[[ Data for processing, beginning ]]
use std::net::SocketAddr;
use std::sync::{Arc, Mutex};
use std::time::Duration;

use vortex::{
    ChannelIdPool, Connection, ConnectionRegistry, DatagramEnvelope, DatagramSink, DeliveryError,
    GameplayMessage, HandlerCache, HandlerContext, MemoryStore, Message, NotifyRule,
    PlayerId, ReliableSink, SessionDirectory, SessionSettings, ShareScope, SharedSecretAuth,
    StateAddress, StateStore, StrategyRegistry, SyncEngine, SyncStrategy, default_registry,
    default_table, BucketOwner, MergeRule, CLOSE_POLICY_VIOLATION,
};

#[derive(Default)]
struct RecordingSink {
    frames: Mutex<Vec<Vec<u8>>>,
    closed: Mutex<bool>,
}

impl RecordingSink {
    fn messages(&self) -> Vec<Message> {
        self.frames
            .lock()
            .unwrap()
            .iter()
            .filter_map(|frame| Message::decode_envelope(frame).unwrap())
            .collect()
    }
}

// Orphan rule forbids `impl ReliableSink for Arc<RecordingSink>` outside
// the defining crate, so the shared handle is wrapped in a local newtype.
struct SinkHandle(Arc<RecordingSink>);

impl ReliableSink for SinkHandle {
    fn send(&self, frame: &[u8]) -> Result<(), DeliveryError> {
        self.0.frames.lock().unwrap().push(frame.to_vec());
        Ok(())
    }

    fn close(&self) {
        *self.0.closed.lock().unwrap() = true;
    }
}

#[derive(Default)]
struct RecordingDatagramSink {
    sent: Mutex<Vec<(SocketAddr, Vec<u8>)>>,
}

struct DatagramHandle(Arc<RecordingDatagramSink>);

impl DatagramSink for DatagramHandle {
    fn send_to(&self, addr: SocketAddr, datagram: &[u8]) -> Result<(), DeliveryError> {
        self.0.sent.lock().unwrap().push((addr, datagram.to_vec()));
        Ok(())
    }
}

struct Harness {
    directory: Arc<SessionDirectory>,
    store: Arc<MemoryStore>,
    engine: Arc<SyncEngine>,
    registry: Arc<ConnectionRegistry>,
    pool: ChannelIdPool,
    auth: SharedSecretAuth,
}

impl Harness {
    /// One session (multiverse 1), one universe (10), one world (100),
    /// with state buckets at every granularity.
    fn new() -> Self {
        let directory = Arc::new(SessionDirectory::new());
        directory.create_session(1, SessionSettings::default());
        directory.create_world(1, 10, 100).unwrap();

        let store = Arc::new(MemoryStore::new());
        store.create_bucket(BucketOwner::World(100));
        store.create_bucket(BucketOwner::Universe(10));
        store.create_bucket(BucketOwner::Multiverse(1));

        let engine = Arc::new(SyncEngine::new(
            Arc::clone(&store) as Arc<dyn StateStore>,
            Arc::clone(&directory),
        ));
        let registry = Arc::new(ConnectionRegistry::new(Arc::clone(&directory)));

        Self {
            directory,
            store,
            engine,
            registry,
            pool: ChannelIdPool::new(),
            auth: SharedSecretAuth::new("s"),
        }
    }

    /// Authenticated connection for `player`, joined to world 100 and
    /// registered as the player's active connection.
    fn connect(&self, player: PlayerId) -> (Arc<Connection>, Arc<RecordingSink>) {
        let sink = Arc::new(RecordingSink::default());
        let conn = Arc::new(Connection::new(
            Box::new(SinkHandle(Arc::clone(&sink))),
            Box::new(DatagramHandle(Arc::new(RecordingDatagramSink::default()))),
        ));
        let token = format!("s:{player}:p{player}");
        conn.authenticate(&token, &self.auth, &self.pool).unwrap();

        self.directory.join(1, player, 100).unwrap();
        conn.bind_multiverse(Some(1));
        self.registry.register_player(player, Arc::clone(&conn));
        sink.frames.lock().unwrap().clear();
        (conn, sink)
    }

    fn context(&self) -> HandlerContext {
        HandlerContext {
            multiverse: 1,
            engine: Arc::clone(&self.engine),
            registry: Arc::clone(&self.registry),
            directory: Arc::clone(&self.directory),
        }
    }

    fn apply_and_publish(
        &self,
        rules: &StrategyRegistry,
        sender: PlayerId,
        conn: &Arc<Connection>,
        address: StateAddress,
        value: f64,
    ) {
        let outcome = self
            .engine
            .apply_update(rules, 1, sender, address, value)
            .unwrap();
        self.engine
            .publish(&self.registry, 1, sender, Some(conn), &[outcome])
            .unwrap();
    }
}

fn state_updates(messages: &[Message]) -> Vec<(ShareScope, String, f64)> {
    messages
        .iter()
        .filter_map(|m| match m {
            Message::StateUpdate(update) => Some(update),
            _ => None,
        })
        .flat_map(|update| {
            update
                .entries
                .iter()
                .map(|e| (update.scope, format!("{}/{}", e.group, e.name), e.value()))
        })
        .collect()
}

#[test]
fn test_max_different_broadcast_and_correction() {
    let harness = Harness::new();
    let (conn_a, sink_a) = harness.connect(1);
    let (conn_b, sink_b) = harness.connect(2);
    let rules = default_registry();
    let address = StateAddress::new("score", "best");

    // first value improves the record: everyone else hears it, sender
    // gets no echo (merged == sent)
    harness.apply_and_publish(&rules, 1, &conn_a, address.clone(), 10.0);
    assert!(sink_a.messages().is_empty());
    assert_eq!(
        state_updates(&sink_b.messages()),
        vec![(ShareScope::Multiverse, "score/best".into(), 10.0)]
    );

    // a worse value from B is corrected back to B alone; A hears nothing
    sink_b.frames.lock().unwrap().clear();
    harness.apply_and_publish(&rules, 2, &conn_b, address.clone(), 5.0);
    assert!(sink_a.messages().is_empty());
    assert_eq!(
        state_updates(&sink_b.messages()),
        vec![(ShareScope::Player, "score/best".into(), 10.0)]
    );

    assert_eq!(
        harness
            .store
            .read(BucketOwner::Multiverse(1), &address)
            .unwrap(),
        Some(10.0)
    );
}

#[test]
fn test_world_scope_overwrite_reaches_world_members_only() {
    let harness = Harness::new();
    harness.directory.create_world(1, 10, 101).unwrap();
    let (conn_a, _sink_a) = harness.connect(1);
    let (_conn_b, sink_b) = harness.connect(2);

    // player 3 lives in a different world of the same universe
    let sink_c = Arc::new(RecordingSink::default());
    let conn_c = Arc::new(Connection::new(
        Box::new(SinkHandle(Arc::clone(&sink_c))),
        Box::new(DatagramHandle(Arc::new(RecordingDatagramSink::default()))),
    ));
    conn_c
        .authenticate("s:3:p3", &harness.auth, &harness.pool)
        .unwrap();
    harness.directory.join(1, 3, 101).unwrap();
    conn_c.bind_multiverse(Some(1));
    harness.registry.register_player(3, Arc::clone(&conn_c));
    sink_c.frames.lock().unwrap().clear();

    let rules = default_registry();
    harness.apply_and_publish(&rules, 1, &conn_a, StateAddress::new("score", "total"), 3.0);

    assert_eq!(
        state_updates(&sink_b.messages()),
        vec![(ShareScope::World, "score/total".into(), 3.0)]
    );
    assert!(sink_c.messages().is_empty());
}

#[test]
fn test_silent_strategy_persists_without_traffic() {
    let harness = Harness::new();
    let (conn_a, sink_a) = harness.connect(1);
    let (_conn_b, sink_b) = harness.connect(2);

    let address = StateAddress::new("telemetry", "distance");
    let mut rules = StrategyRegistry::new();
    rules.insert(
        address.clone(),
        SyncStrategy::silent(MergeRule::Max, ShareScope::World),
    );

    harness.apply_and_publish(&rules, 1, &conn_a, address.clone(), 80.5);
    assert!(sink_a.messages().is_empty());
    assert!(sink_b.messages().is_empty());
    assert_eq!(
        harness.store.read(BucketOwner::World(100), &address).unwrap(),
        Some(80.5)
    );
}

#[test]
fn test_unknown_address_is_persisted_nowhere() {
    let harness = Harness::new();
    let (conn_a, _) = harness.connect(1);
    let rules = default_registry();
    let address = StateAddress::new("mystery", "value");
    harness.apply_and_publish(&rules, 1, &conn_a, address.clone(), 1.0);
    assert_eq!(
        harness.store.read(BucketOwner::World(100), &address).unwrap(),
        None
    );
}

#[test]
fn test_policy_violation_close_sends_coded_goodbye() {
    let harness = Harness::new();
    let sink = Arc::new(RecordingSink::default());
    let conn = Connection::new(
        Box::new(SinkHandle(Arc::clone(&sink))),
        Box::new(DatagramHandle(Arc::new(RecordingDatagramSink::default()))),
    );
    // unauthenticated connections get a coded close, not silence
    conn.close_with(CLOSE_POLICY_VIOLATION, "authenticate first");

    let messages = sink.messages();
    assert_eq!(messages.len(), 1);
    match &messages[0] {
        Message::Goodbye(g) => {
            assert_eq!(g.code, CLOSE_POLICY_VIOLATION);
            assert_eq!(g.reason, "authenticate first");
        }
        other => panic!("expected Goodbye, got {other:?}"),
    }
    assert!(*sink.closed.lock().unwrap());
}

#[test]
fn test_datagram_pairing_round_trip() {
    let harness = Harness::new();
    let datagram_sink = Arc::new(RecordingDatagramSink::default());
    let reliable = Arc::new(RecordingSink::default());
    let conn = Arc::new(Connection::new(
        Box::new(SinkHandle(Arc::clone(&reliable))),
        Box::new(DatagramHandle(Arc::clone(&datagram_sink))),
    ));
    conn.authenticate("s:1:p1", &harness.auth, &harness.pool)
        .unwrap();

    let channel_id = conn.channel_id().unwrap();
    harness.registry.register_channel(channel_id, Arc::clone(&conn));

    // first inbound datagram pairs the remote address
    let addr: SocketAddr = "10.0.0.7:4242".parse().unwrap();
    let found = harness.registry.by_channel(channel_id).unwrap();
    found.observe_remote_addr(addr);

    found
        .send_datagram(&Message::Pong(vortex::Pong { timestamp: 99 }))
        .unwrap();

    let sent = datagram_sink.sent.lock().unwrap();
    assert_eq!(sent.len(), 1);
    assert_eq!(sent[0].0, addr);

    let envelope = DatagramEnvelope::decode(&sent[0].1).unwrap();
    assert_eq!(envelope.channel_id, channel_id as i32);
    let plain = envelope.unseal(&conn.key().unwrap());
    match Message::decode_envelope(&plain).unwrap().unwrap() {
        Message::Pong(p) => assert_eq!(p.timestamp, 99),
        other => panic!("expected Pong, got {other:?}"),
    }
}

#[test]
fn test_race_survives_eviction_and_restores_mid_ready() {
    let harness = Harness::new();
    let (_conn_a, sink_a) = harness.connect(1);
    let (_conn_b, _sink_b) = harness.connect(2);
    let ctx = harness.context();
    let store = Arc::clone(&harness.store) as Arc<dyn StateStore>;

    let cache = HandlerCache::with_ttl(default_table(), Arc::clone(&store), Duration::ZERO);
    {
        let handler = cache.acquire(&ctx, "race").unwrap();
        handler
            .lock()
            .unwrap()
            .handle_message(&ctx, 1, &GameplayMessage::MatchReady);
    }
    // only one of two players is ready: the handler is idle-evictable
    let sweep_ctx = ctx.clone();
    cache.sweep(&move |_| sweep_ctx.clone());
    assert_eq!(cache.live_count(), 0);
    assert!(store.load_snapshot(1, "race").unwrap().is_some());

    // a fresh acquire restores the ready set; the second ready starts
    // the race
    let handler = cache.acquire(&ctx, "race").unwrap();
    handler
        .lock()
        .unwrap()
        .handle_message(&ctx, 2, &GameplayMessage::MatchReady);

    let started = sink_a.messages().iter().any(|m| match m {
        Message::Notice(n) => n.text.contains("race started"),
        _ => false,
    });
    assert!(started, "expected a race-started notice after both readies");

    let mut guard = handler.lock().unwrap();
    guard.stop(&ctx);
    assert!(guard.is_disposable());
}

#[test]
fn test_race_overrides_take_effect_through_the_engine() {
    let harness = Harness::new();
    let ctx = harness.context();
    let store = Arc::clone(&harness.store) as Arc<dyn StateStore>;
    let cache = HandlerCache::new(default_table(), store);

    cache.acquire(&ctx, "race").unwrap();

    // the cached rule set now carries the race amendments
    let rules = harness.engine.strategies_for(1, default_registry);
    let progress = rules
        .get(&StateAddress::new("race", "progress"))
        .copied()
        .unwrap();
    assert_eq!(progress.notify, NotifyRule::None);
    assert_eq!(progress.scope, ShareScope::Universe);
}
[[ Data for processing, end ]]
## Your goal
Going over every line of the entries, tally those containing the string "iter" and report only the figure.

## Result of the exercise
4